In the opinion of management, the accompanying unaudited financial statements
reflect all adjustments of a normal recurring nature necessary for a fair
statement of the results of operations and financial position for the interim
periods presented. Operating results for the twenty-six weeks ended August 4,
2001 are not necessarily indicative of the results that may be expected for the
fiscal year ending February 2, 2002.
RECLASSIFICATIONS - Certain reclassifications were made to prior years' balances
to conform to current year presentation.
RESERVE FOR CLOSED STORES
An analysis of activity in the reserve for closed stores for the quarter and two
quarters ended August 4, 2001 and July 29, 2000 is as follows:
QUARTER ENDED TWO QUARTERS ENDED
AUGUST 4, JULY 29, AUGUST 4, JULY 29,
2001 2000 2001 2000
------------------------------- -----------------------------
(DOLLARS IN THOUSANDS)
Balance at beginning of period $ 5,672 $ 18,770 $ 8,704 $ 9,986
Payments, primarily rental payments and lease
rejection costs, net of sublease rentals of $68 and
$143 in fiscal 2001 and $105 and $422 in fiscal 2000 (1,400) (1,605) (4,500) (2,483)
Interest cost 49 67 117 132
Provision for store closing and asset revaluation (341) (1,101) (341) 8,496
------------------------------- -----------------------------
Balance at end of period (including $2.0 million
and $11.3 million, respectively, classified as current) $ 3,980 $ 16,131 $ 3,980 $ 16,131
=============================== =============================
The provision for store closing and asset revaluation is included in the
Consolidated Statement of Operations under the caption "Reorganization items,
net".
5
A rollforward presentation of the number of stores in the closed store reserve
for the second quarter and two quarters ended August 4, 2001 and July 29, 2000
is as follows:
QUARTER ENDED TWO QUARTERS ENDED
AUGUST 4, JULY 29, AUGUST 4, JULY 29,
2001 2000 2001 2000
--------- -------- --------- --------
Number of stores in reserve at beginning of period 13 30 17 18
Leases terminated/expired (5) (5) (9) (8)

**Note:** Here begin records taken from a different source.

//! Turns the raw winit pointer stream into gesture samples
//!
//! winit only reports absolute cursor positions and button state, so this
//! tracker owns the bookkeeping between press and release: distinguishing a
//! click from a drag, accumulating vertical travel, and estimating velocity.
//! Callers pass the event timestamp explicitly, which keeps the math
//! deterministic under test.

use std::time::{Duration, Instant};

use crate::gesture::{GestureSample, HeaderRelease};

/// Pointer travel below this is a click, not a drag.
pub const DRAG_THRESHOLD_PIXELS: f64 = 4.0;

/// Weight of the previous smoothed velocity when folding in a new reading.
/// Raw per-event velocities are noisy; this keeps flick detection stable.
const VELOCITY_SMOOTHING: f64 = 0.6;

/// Readings closer together than this carry no usable velocity signal.
const MIN_SAMPLE_INTERVAL: Duration = Duration::from_micros(500);

#[derive(Debug)]
struct PressState {
    origin: (f64, f64),
    last_y: f64,
    last_time: Instant,
    /// Smoothed, px per millisecond, positive down.
    velocity_y: f64,
    dragging: bool,
}

/// Tracks one pointer from press to release and emits gesture samples.
#[derive(Debug, Default)]
pub struct PointerTracker {
    press: Option<PressState>,
}

impl PointerTracker {
    pub fn new() -> Self {
        Self::default()
    }

    /// True once the current press has crossed the drag threshold.
    pub fn is_dragging(&self) -> bool {
        self.press.as_ref().is_some_and(|p| p.dragging)
    }

    /// Record a button press. Any earlier unfinished press is discarded.
    pub fn press(&mut self, pos: (f64, f64), now: Instant) {
        self.press = Some(PressState {
            origin: pos,
            last_y: pos.1,
            last_time: now,
            velocity_y: 0.0,
            dragging: false,
        });
    }

    /// Record cursor movement while pressed.
    ///
    /// Returns nothing until the drag threshold is crossed. The crossing
    /// event yields the start sample; later movement yields move samples
    /// carrying cumulative travel from the press origin.
    pub fn moved(&mut self, pos: (f64, f64), now: Instant) -> Option<GestureSample> {
        let press = self.press.as_mut()?;
        press.fold_velocity(pos.1, now);

        if !press.dragging {
            let dx = pos.0 - press.origin.0;
            let dy = pos.1 - press.origin.1;
            if (dx * dx + dy * dy).sqrt() < DRAG_THRESHOLD_PIXELS {
                return None;
            }
            press.dragging = true;
            return Some(GestureSample::start());
        }

        Some(GestureSample::moving(
            pos.1 - press.origin.1,
            press.velocity_y,
        ))
    }

    /// Record the button release that ends a panel drag.
    ///
    /// Returns the end sample, or nothing if the press never became a drag
    /// (a plain click).
    pub fn release(&mut self, pos: (f64, f64), now: Instant) -> Option<GestureSample> {
        let mut press = self.press.take()?;
        if !press.dragging {
            return None;
        }
        press.fold_velocity(pos.1, now);
        Some(GestureSample::end(
            pos.1 - press.origin.1,
            press.velocity_y,
        ))
    }

    /// Record the button release that ends a header drag.
    ///
    /// The header decision runs in px and px/s, so the tracked px/ms
    /// velocity is scaled up. Plain clicks still report, with zero
    /// translation and velocity, and decide to nothing downstream.
    pub fn release_header(&mut self, pos: (f64, f64), now: Instant) -> Option<HeaderRelease> {
        let mut press = self.press.take()?;
        press.fold_velocity(pos.1, now);
        Some(HeaderRelease::new(
            pos.1 - press.origin.1,
            press.velocity_y * 1000.0,
        ))
    }
}

impl PressState {
    fn fold_velocity(&mut self, y: f64, now: Instant) {
        let dt = now.saturating_duration_since(self.last_time);
        if dt < MIN_SAMPLE_INTERVAL {
            return;
        }
        let instant = (y - self.last_y) / (dt.as_secs_f64() * 1000.0);
        self.velocity_y =
            VELOCITY_SMOOTHING * self.velocity_y + (1.0 - VELOCITY_SMOOTHING) * instant;
        self.last_y = y;
        self.last_time = now;
    }
}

Stores added to the closed store reserve -- -- -- 15
------- -------- -------- ------
Number of stores in reserve at end of period 8 25 8 25
======= ======== ======== ======
REORGANIZATION ITEMS, NET
A summary of costs recognized during the quarter and two quarters ended August
4, 2001 and July 29, 2000 is as follows:
QUARTER ENDED TWO QUARTERS ENDED
AUGUST 4, JULY 29, AUGUST 4, JULY 29,
(DOLLARS IN THOUSANDS) 2001 2000 2001 2000
-------- -------- -------- --------
Store closing and asset revaluation $ (341) $ (1,101) $ (341) $ 8,496
Employee termination benefits 16 87 16 1,338
Professional fees 34 938 34 1,811
Net realized gain on sale/disposal of
leases and equipment and release of
capital leases -- (157) -- (598)
Other 18 76 18 130
-------- -------- -------- --------
Total $ (273) $ (157) $ (273) $ 11,177
======== ======== ======== ========
The net reorganization items are based on information presently available to the
Company, however, the actual costs could differ materially from the estimates.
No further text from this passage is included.